Look through the entries below, please, and copy every line with the word "exists".

[MATERIAL PROVIDED]

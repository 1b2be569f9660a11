use crate::error::Result;
use std::io::Write;
use std::path::Path;
use tempfile::NamedTempFile;

/// Atomically write `data` to `path` using a tempfile in the same directory.
pub fn atomic_write(path: &Path, data: &[u8]) -> Result<()> {
    if let Some(parent) = path.parent() {
        std::fs::create_dir_all(parent)?;
    }
    let dir = path.parent().unwrap_or(Path::new("."));
    let mut tmp = NamedTempFile::new_in(dir)?;
    tmp.write_all(data)?;
    tmp.persist(path).map_err(|e| e.error)?;
    Ok(())
}

/// Create a directory and all parents, idempotent.
pub fn ensure_dir(path: &Path) -> Result<()> {
    std::fs::create_dir_all(path)?;
    Ok(())
}

/// Write a file only if it does not already exist. Returns true if written.
pub fn write_if_missing(path: &Path, data: &[u8]) -> Result<bool> {
    if path.exists() {
        return Ok(false);
    }
    atomic_write(path, data)?;
    Ok(true)
}

#[cfg(test)]
mod tests {
    use super::*;
    use tempfile::TempDir;

    #[test]
    fn atomic_write_replaces_content() {
        let dir = TempDir::new().unwrap();
        let path = dir.path().join("config.yaml");
        atomic_write(&path, b"venv: .venv").unwrap();
        atomic_write(&path, b"venv: env").unwrap();
        assert_eq!(std::fs::read_to_string(&path).unwrap(), "venv: env");
    }

    #[test]
    fn atomic_write_creates_parents() {
        let dir = TempDir::new().unwrap();
        let path = dir.path().join(".devflow/sequences/setup.yaml");
        atomic_write(&path, b"- init").unwrap();
        assert!(path.exists());
    }

    #[test]
    fn write_if_missing_skips_existing() {
        let dir = TempDir::new().unwrap();
        let path = dir.path().join("existing.txt");
        std::fs::write(&path, b"original").unwrap();
        assert!(!write_if_missing(&path, b"new").unwrap());
        assert_eq!(std::fs::read_to_string(&path).unwrap(), "original");
        assert!(write_if_missing(&dir.path().join("fresh.txt"), b"new").unwrap());
    }
}
use std::path::{Path, PathBuf};

pub const DEVFLOW_DIR: &str = ".devflow";
pub const CONFIG_FILE: &str = ".devflow/config.yaml";
pub const SEQUENCES_DIR: &str = ".devflow/sequences";

/// Marker written inside every virtual environment by `python -m venv`.
pub const VENV_MARKER: &str = "pyvenv.cfg";
pub const GIT_DIR: &str = ".git";

pub fn devflow_dir(root: &Path) -> PathBuf {
    root.join(DEVFLOW_DIR)
}

pub fn config_path(root: &Path) -> PathBuf {
    root.join(CONFIG_FILE)
}

pub fn sequences_dir(root: &Path) -> PathBuf {
    root.join(SEQUENCES_DIR)
}

pub fn venv_marker(root: &Path, venv: &str) -> PathBuf {
    root.join(venv).join(VENV_MARKER)
}

pub fn git_dir(root: &Path) -> PathBuf {
    root.join(GIT_DIR)
}

#[cfg(test)]
mod tests {
    use super::*;

    #[test]
    fn paths_are_rooted() {
        let root = Path::new("/work/app");
        assert_eq!(config_path(root), PathBuf::from("/work/app/.devflow/config.yaml"));
        assert_eq!(
            venv_marker(root, ".venv"),
            PathBuf::from("/work/app/.venv/pyvenv.cfg")
        );
        assert_eq!(git_dir(root), PathBuf::from("/work/app/.git"));
    }
}
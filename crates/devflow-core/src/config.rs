use crate::builtin;
use crate::error::Result;
use crate::paths;
use crate::registry::{ActionDescriptor, Registry};
use crate::types::{FailurePolicy, Reentry};
use serde::{Deserialize, Serialize};
use std::collections::BTreeMap;
use std::path::Path;
use std::time::Duration;

// ---------------------------------------------------------------------------
// ConfigWarning / WarnLevel
// ---------------------------------------------------------------------------

#[derive(Debug, Clone, Serialize, Deserialize)]
pub struct ConfigWarning {
    pub level: WarnLevel,
    pub message: String,
}

#[derive(Debug, Clone, PartialEq, Serialize, Deserialize)]
#[serde(rename_all = "snake_case")]
pub enum WarnLevel {
    Warning,
    Error,
}

// ---------------------------------------------------------------------------
// Config
// ---------------------------------------------------------------------------

#[derive(Debug, Clone, Serialize, Deserialize)]
pub struct Config {
    #[serde(default = "default_version")]
    pub version: u32,
    /// Virtual environment directory, relative to the project root.
    #[serde(default = "default_venv")]
    pub venv: String,
    /// Per-action timeout. `0` disables it.
    #[serde(default = "default_timeout_seconds")]
    pub timeout_seconds: u64,
    /// Per stream; older output is dropped first.
    #[serde(default = "default_max_output_bytes")]
    pub max_output_bytes: usize,
    #[serde(default)]
    pub failure_policy: FailurePolicy,
    #[serde(default)]
    pub reentry: Reentry,
    /// Program variables (`python`, `git`, ...) available to every command.
    #[serde(default = "default_tools")]
    pub tools: BTreeMap<String, String>,
    #[serde(default, skip_serializing_if = "BTreeMap::is_empty")]
    pub actions: BTreeMap<String, ActionDescriptor>,
}

fn default_version() -> u32 {
    1
}

fn default_venv() -> String {
    builtin::DEFAULT_VENV.to_string()
}

fn default_timeout_seconds() -> u64 {
    300
}

fn default_max_output_bytes() -> usize {
    64 * 1024
}

fn default_tools() -> BTreeMap<String, String> {
    BTreeMap::from([
        ("python".to_string(), builtin::DEFAULT_PYTHON.to_string()),
        ("git".to_string(), builtin::DEFAULT_GIT.to_string()),
    ])
}

impl Default for Config {
    fn default() -> Self {
        Self {
            version: default_version(),
            venv: default_venv(),
            timeout_seconds: default_timeout_seconds(),
            max_output_bytes: default_max_output_bytes(),
            failure_policy: FailurePolicy::default(),
            reentry: Reentry::default(),
            tools: default_tools(),
            actions: BTreeMap::new(),
        }
    }
}

impl Config {
    /// Load `.devflow/config.yaml`; a missing file yields the defaults.
    pub fn load(root: &Path) -> Result<Self> {
        let path = paths::config_path(root);
        if !path.exists() {
            tracing::debug!(path = %path.display(), "no config file; using defaults");
            return Ok(Self::default());
        }
        let data = std::fs::read_to_string(&path)?;
        let mut cfg: Config = serde_yaml::from_str(&data)?;
        for (name, action) in cfg.actions.iter_mut() {
            action.name = name.clone();
        }
        Ok(cfg)
    }

    pub fn save(&self, root: &Path) -> Result<()> {
        let path = paths::config_path(root);
        let data = serde_yaml::to_string(self)?;
        crate::io::atomic_write(&path, data.as_bytes())
    }

    pub fn timeout(&self) -> Option<Duration> {
        match self.timeout_seconds {
            0 => None,
            secs => Some(Duration::from_secs(secs)),
        }
    }

    /// Registry variables: the configured tools plus `venv`.
    pub fn registry_vars(&self, venv_override: Option<&str>) -> BTreeMap<String, String> {
        let mut vars = self.tools.clone();
        vars.insert(
            "venv".to_string(),
            venv_override.unwrap_or(&self.venv).to_string(),
        );
        vars
    }

    /// The standard actions plus the configured ones. A configured action
    /// reusing a standard name fails with `DuplicateName`.
    pub fn build_registry(&self, venv_override: Option<&str>) -> Result<Registry> {
        let mut registry = Registry::builtin(self.registry_vars(venv_override))?;
        for (name, action) in &self.actions {
            let mut action = action.clone();
            action.name = name.clone();
            registry.register(action)?;
        }
        Ok(registry)
    }

    // -----------------------------------------------------------------------
    // Validation
    // -----------------------------------------------------------------------

    pub fn validate(&self) -> Vec<ConfigWarning> {
        let mut warnings = Vec::new();
        let error = |message: String| ConfigWarning {
            level: WarnLevel::Error,
            message,
        };
        let warning = |message: String| ConfigWarning {
            level: WarnLevel::Warning,
            message,
        };

        if self.max_output_bytes == 0 {
            warnings.push(error(
                "max_output_bytes=0 discards all command output".to_string(),
            ));
        }
        if self.venv.trim().is_empty() {
            warnings.push(error("venv is empty".to_string()));
        }
        for (tool, program) in &self.tools {
            if program.trim().is_empty() {
                warnings.push(error(format!("tool '{tool}' has an empty program")));
            }
        }

        let builtin_names: Vec<String> = builtin::actions().into_iter().map(|a| a.name).collect();
        for (name, action) in &self.actions {
            if builtin_names.contains(name) {
                warnings.push(error(format!(
                    "action '{name}' shadows a standard action"
                )));
                continue;
            }
            let mut action = action.clone();
            action.name = name.clone();
            if let Err(e) = action.validate() {
                warnings.push(error(e.to_string()));
                continue;
            }
            if action.timeout_seconds.is_some_and(|t| t > 24 * 60 * 60) {
                warnings.push(warning(format!(
                    "action '{name}': timeout_seconds over a day is unusual"
                )));
            }
            let implied = action.implied_requires();
            if !implied.is_empty() {
                let flags: Vec<&str> = implied.iter().map(|f| f.as_str()).collect();
                warnings.push(warning(format!(
                    "action '{name}' changes the environment lifecycle; it also requires: {}",
                    flags.join(", ")
                )));
            }
            let vars = self.registry_vars(None);
            let unknown: Vec<String> = action
                .placeholders()
                .into_iter()
                .filter(|p| !vars.contains_key(p) && !action.defaults.contains_key(p))
                .collect();
            if !unknown.is_empty() {
                warnings.push(warning(format!(
                    "action '{name}' requires arguments: {}",
                    unknown.join(", ")
                )));
            }
        }
        warnings
    }
}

[/MATERIAL PROVIDED]

> [ANSWER TO THE EXERCISE]
    if path.exists() {
        assert!(path.exists());
        if !path.exists() {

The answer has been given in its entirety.